> [WHAT THE TASK ASKS]:
Using the records below, transcribe word for word the stretch from the line that contains "sink supports it." through the line that contains "use std::io::Write;", both end lines included, and nothing else.

--

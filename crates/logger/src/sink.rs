//! Sink abstraction shared by the file and network sinks

use crate::error::SinkError;
use crate::record::ComposedEntry;
use std::fmt;

/// The attachment points a logger offers.
#[derive(Debug, Clone, Copy, PartialEq, Eq, Hash)]
pub enum SinkSlot {
    /// Local capped file.
    File,
    /// Remote collector.
    Network,
}

impl fmt::Display for SinkSlot {
    fn fmt(&self, f: &mut fmt::Formatter<'_>) -> fmt::Result {
        match self {
            Self::File => f.write_str("file"),
            Self::Network => f.write_str("network"),
        }
    }
}

/// A destination for persistent log entries.
///
/// `submit` runs on the calling thread and must not wait on the network.
pub trait Sink: Send + Sync + 'static {
    /// Accept one entry. `flush` asks for the entry to reach durable storage
    /// before returning, where the sink supports it.
    ///
    /// # Errors
    ///
    /// Returns an error if the entry could not be accepted. The dispatcher
    /// reports it through the other channels and carries on.
    fn submit(&self, entry: &ComposedEntry, flush: bool) -> Result<(), SinkError>;

    /// Push buffered data to durable storage.
    ///
    /// # Errors
    ///
    /// Returns an error if the flush failed.
    fn flush(&self) -> Result<(), SinkError> {
        Ok(())
    }

    /// Called once when the sink is detached from its logger.
    fn shutdown(&self) {}
}
use crate::config::FileSinkConfig;
use crate::error::{Error, Result};

use std::fs::{self, File, OpenOptions};
use std::io::Write;
use std::path::{Path, PathBuf};
use std::sync::Arc;
use std::sync::atomic::{AtomicU64, Ordering};

use parking_lot::Mutex;
use proven_logger::{ComposedEntry, Logger, Sink, SinkError, SinkSlot};
use tracing::debug;

#[derive(Debug, Default)]
struct FileState {
    file: Option<File>,
    size: u64,
}

/// Appends composed lines to a capped local file.
///
/// The file is opened lazily in append mode. Once the live size plus the
/// incoming line would cross half the cap, the live file is renamed over the
/// single backup slot and a fresh one is started, so the two generations
/// together stay near the cap. Any I/O failure drops the handle and the next
/// write reopens it.
#[derive(Debug)]
pub struct FileSink {
    config: FileSinkConfig,
    backup: PathBuf,
    state: Mutex<FileState>,
    rotations: AtomicU64,
}

impl FileSink {
    /// Create a sink. Nothing touches the filesystem until the first write.
    #[must_use]
    pub fn new(config: FileSinkConfig) -> Self {
        let backup = config.backup_path();
        Self {
            config,
            backup,
            state: Mutex::new(FileState::default()),
            rotations: AtomicU64::new(0),
        }
    }

    /// Live file path
    #[must_use]
    pub fn path(&self) -> &Path {
        &self.config.path
    }

    /// Backup slot path
    #[must_use]
    pub fn backup_path(&self) -> &Path {
        &self.backup
    }

    /// Tracked size of the live file
    #[must_use]
    pub fn size(&self) -> u64 {
        self.state.lock().size
    }

    /// Rotations performed since creation
    #[must_use]
    pub fn rotations(&self) -> u64 {
        self.rotations.load(Ordering::Relaxed)
    }

    /// Append one line, rotating first if it would cross the threshold.
    ///
    /// # Errors
    ///
    /// Returns an error if the file could not be opened, rotated, written or
    /// synced. The cached handle is dropped in every case.
    pub fn write(&self, line: &str, flush: bool) -> Result<()> {
        let mut state = self.state.lock();
        let result = self.write_locked(&mut state, line.as_bytes(), flush);
        if result.is_err() {
            state.file = None;
        }
        result
    }

    fn write_locked(&self, state: &mut FileState, bytes: &[u8], flush: bool) -> Result<()> {
        if state.file.is_none() {
            self.open(state)?;
        }

        let len = bytes.len() as u64;
        if let Some(threshold) = self.config.rotation_threshold() {
            if state.size + len > threshold {
                self.rotate(state)?;
            }
        }

        let Some(file) = state.file.as_mut() else {
            return Err(Error::Io(
                "error opening log file",
                std::io::Error::other("no open handle"),
            ));
        };
        file.write_all(bytes)
            .map_err(|e| Error::Io("error writing log file", e))?;
        state.size += len;

        if flush || self.config.flush_on_write {
            file.sync_data()
                .map_err(|e| Error::Io("error flushing log file", e))?;
        }

        Ok(())
    }

    fn open(&self, state: &mut FileState) -> Result<()> {
        let path = &self.config.path;
        if let Some(parent) = path.parent().filter(|p| !p.as_os_str().is_empty()) {
            if !parent.exists() {
                fs::create_dir_all(parent).map_err(|source| Error::CreateDirectory {
                    path: parent.to_path_buf(),
                    source,
                })?;
            }
        }

        let file = OpenOptions::new()
            .create(true)
            .append(true)
            .open(path)
            .map_err(|e| Error::Io("error opening log file", e))?;
        state.size = file
            .metadata()
            .map_err(|e| Error::Io("error reading log file size", e))?
            .len();
        state.file = Some(file);
        Ok(())
    }

    fn rotate(&self, state: &mut FileState) -> Result<()> {
        state.file = None;
        fs::rename(&self.config.path, &self.backup).map_err(|source| Error::Rotation {
            from: self.config.path.clone(),
            to: self.backup.clone(),
            source,
        })?;
        self.rotations.fetch_add(1, Ordering::Relaxed);
        debug!(
            path = %self.config.path.display(),
            backup = %self.backup.display(),
            size = state.size,
            "rotated log file"
        );
        self.open(state)
    }
}

impl Sink for FileSink {
    fn submit(&self, entry: &ComposedEntry, flush: bool) -> std::result::Result<(), SinkError> {
        self.write(&entry.line, flush).map_err(SinkError::from)
    }

    fn flush(&self) -> std::result::Result<(), SinkError> {
        let mut state = self.state.lock();
        let Some(file) = state.file.as_mut() else {
            return Ok(());
        };
        if let Err(e) = file.sync_data() {
            state.file = None;
            return Err(SinkError::Io("error flushing log file", e));
        }
        Ok(())
    }

    fn shutdown(&self) {
        self.state.lock().file = None;
    }
}

/// Attaches a [`FileSink`] to a [`Logger`].
pub trait AttachFileSink {
    /// Route persistent entries to `path`, rotating at half of `max_size`
    /// bytes. A zero `max_size` never rotates. Replaces any file sink already
    /// attached.
    fn attach_file_sink(&self, path: impl Into<PathBuf>, max_size: u64) -> Arc<FileSink>;

    /// Attach a sink built from an explicit configuration.
    fn attach_file_sink_with(&self, config: FileSinkConfig) -> Arc<FileSink>;

    /// Detach the file sink, closing its handle. Returns whether one was
    /// attached.
    fn detach_file_sink(&self) -> bool;
}

impl AttachFileSink for Logger {
    fn attach_file_sink(&self, path: impl Into<PathBuf>, max_size: u64) -> Arc<FileSink> {
        self.attach_file_sink_with(FileSinkConfig::builder(path).max_size(max_size).build())
    }

    fn attach_file_sink_with(&self, config: FileSinkConfig) -> Arc<FileSink> {
        let sink = Arc::new(FileSink::new(config));
        self.attach_sink(SinkSlot::File, sink.clone());
        sink
    }

    fn detach_file_sink(&self) -> bool {
        self.detach_sink(SinkSlot::File).is_some()
    }
}
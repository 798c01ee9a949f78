//! Turns log arguments into short, deterministic display tokens.

use crate::identity::{IdentityRegistry, NameOverrides};
use crate::value::{DisplayType, Inspect, Value};
use std::borrow::Cow;
use std::sync::Arc;

/// Display type used for handles that declare neither a type nor a structure.
const OPAQUE: DisplayType = DisplayType::Named("o");

/// Value formatter with its identity and naming tables.
#[derive(Default)]
pub struct Formatter {
    registry: IdentityRegistry,
    names: NameOverrides,
}

impl Formatter {
    /// Creates a formatter with empty tables.
    #[must_use]
    pub fn new() -> Self {
        Self::default()
    }

    /// The identity registry backing handle tokens.
    #[must_use]
    pub const fn registry(&self) -> &IdentityRegistry {
        &self.registry
    }

    /// Gives `value` a display name for as long as it lives.
    pub fn assign_display_name(&self, value: &Arc<dyn Inspect>, name: impl Into<String>) {
        self.names.assign(value, name);
    }

    /// Removes a display name given earlier.
    pub fn clear_display_name(&self, value: &Arc<dyn Inspect>) -> Option<String> {
        self.names.clear(value)
    }

    /// Formats one value.
    #[must_use]
    pub fn format(&self, value: &Value<'_>) -> String {
        match value {
            Value::Bool(true) => "Y".to_string(),
            Value::Bool(false) => "N".to_string(),
            Value::Nil => "nil".to_string(),
            Value::Int(i) => i.to_string(),
            Value::UInt(u) => u.to_string(),
            Value::Float(f) => f.to_string(),
            Value::Str(s) => sanitize_text(s),
            Value::Data(data) => pretty(data),
            Value::Handle(handle) => self.format_handle(handle),
        }
    }

    /// Formats every value, keeping position and arity, trailing `Nil`s
    /// included.
    #[must_use]
    pub fn format_all(&self, values: &[Value<'_>]) -> Vec<String> {
        values.iter().map(|value| self.format(value)).collect()
    }

    /// Display token of `handle`: its assigned name, its own display text,
    /// its structure, or a type prefix followed by its registry id.
    #[must_use]
    pub fn format_handle(&self, handle: &Arc<dyn Inspect>) -> String {
        if let Some(name) = self.names.get(handle) {
            return name;
        }
        if let Some(text) = handle.display() {
            return sanitize_text(&text);
        }
        let display_type = match handle.display_type() {
            Some(display_type) => display_type,
            None => match handle.structure() {
                Some(data) => return pretty(&data),
                None => OPAQUE,
            },
        };
        let id = self.registry.id(display_type, handle);
        format!("{}{id}", display_type.prefix())
    }
}

/// Pretty-printed structural dump shared with the wire format.
#[must_use]
pub fn pretty(data: &serde_json::Value) -> String {
    serde_json::to_string_pretty(data).unwrap_or_else(|_| data.to_string())
}

/// Makes text safe to embed in a log line.
///
/// CRLF pairs become LF. Text with a newline is outdented and led by a blank
/// line. Control bytes other than tab, LF and CR, and every byte of a non-ASCII
/// sequence, become `.`.
#[must_use]
pub fn sanitize_text(text: &str) -> String {
    let text: Cow<'_, str> = if text.contains("\r\n") {
        Cow::Owned(text.replace("\r\n", "\n"))
    } else {
        Cow::Borrowed(text)
    };

    let text = if text.contains('\n') {
        let block = outdent(&text);
        if block.starts_with('\n') {
            block
        } else {
            format!("\n{block}")
        }
    } else {
        text.into_owned()
    };

    if text.bytes().all(is_printable) {
        return text;
    }
    text.bytes()
        .map(|b| if is_printable(b) { char::from(b) } else { '.' })
        .collect()
}

const fn is_printable(b: u8) -> bool {
    matches!(b, b'\t' | b'\n' | b'\r' | 0x20..=0x7F)
}

/// Removes the leading whitespace shared by every non-blank line.
#[must_use]
pub fn outdent(text: &str) -> String {
    let common = text
        .lines()
        .filter(|line| !line.trim().is_empty())
        .map(|line| line.len() - line.trim_start_matches([' ', '\t']).len())
        .min()
        .unwrap_or(0);

    if common == 0 {
        return text.to_string();
    }

    text.split('\n')
        .map(|line| line.get(common..).unwrap_or_else(|| line.trim_start_matches([' ', '\t'])))
        .collect::<Vec<_>>()
        .join("\n")
}

/// Prefixes every non-blank line with `prefix`.
#[must_use]
pub fn indent(text: &str, prefix: &str) -> String {
    text.split('\n')
        .map(|line| {
            if line.is_empty() {
                String::new()
            } else {
                format!("{prefix}{line}")
            }
        })
        .collect::<Vec<_>>()
        .join("\n")
}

--

> [ANSWER TO THIS PROBLEM]:
    /// before returning, where the sink supports it.
    ///
    /// # Errors
    ///
    /// Returns an error if the entry could not be accepted. The dispatcher
    /// reports it through the other channels and carries on.
    fn submit(&self, entry: &ComposedEntry, flush: bool) -> Result<(), SinkError>;

    /// Push buffered data to durable storage.
    ///
    /// # Errors
    ///
    /// Returns an error if the flush failed.
    fn flush(&self) -> Result<(), SinkError> {
        Ok(())
    }

    /// Called once when the sink is detached from its logger.
    fn shutdown(&self) {}
}
use crate::config::FileSinkConfig;
use crate::error::{Error, Result};

use std::fs::{self, File, OpenOptions};
use std::io::Write;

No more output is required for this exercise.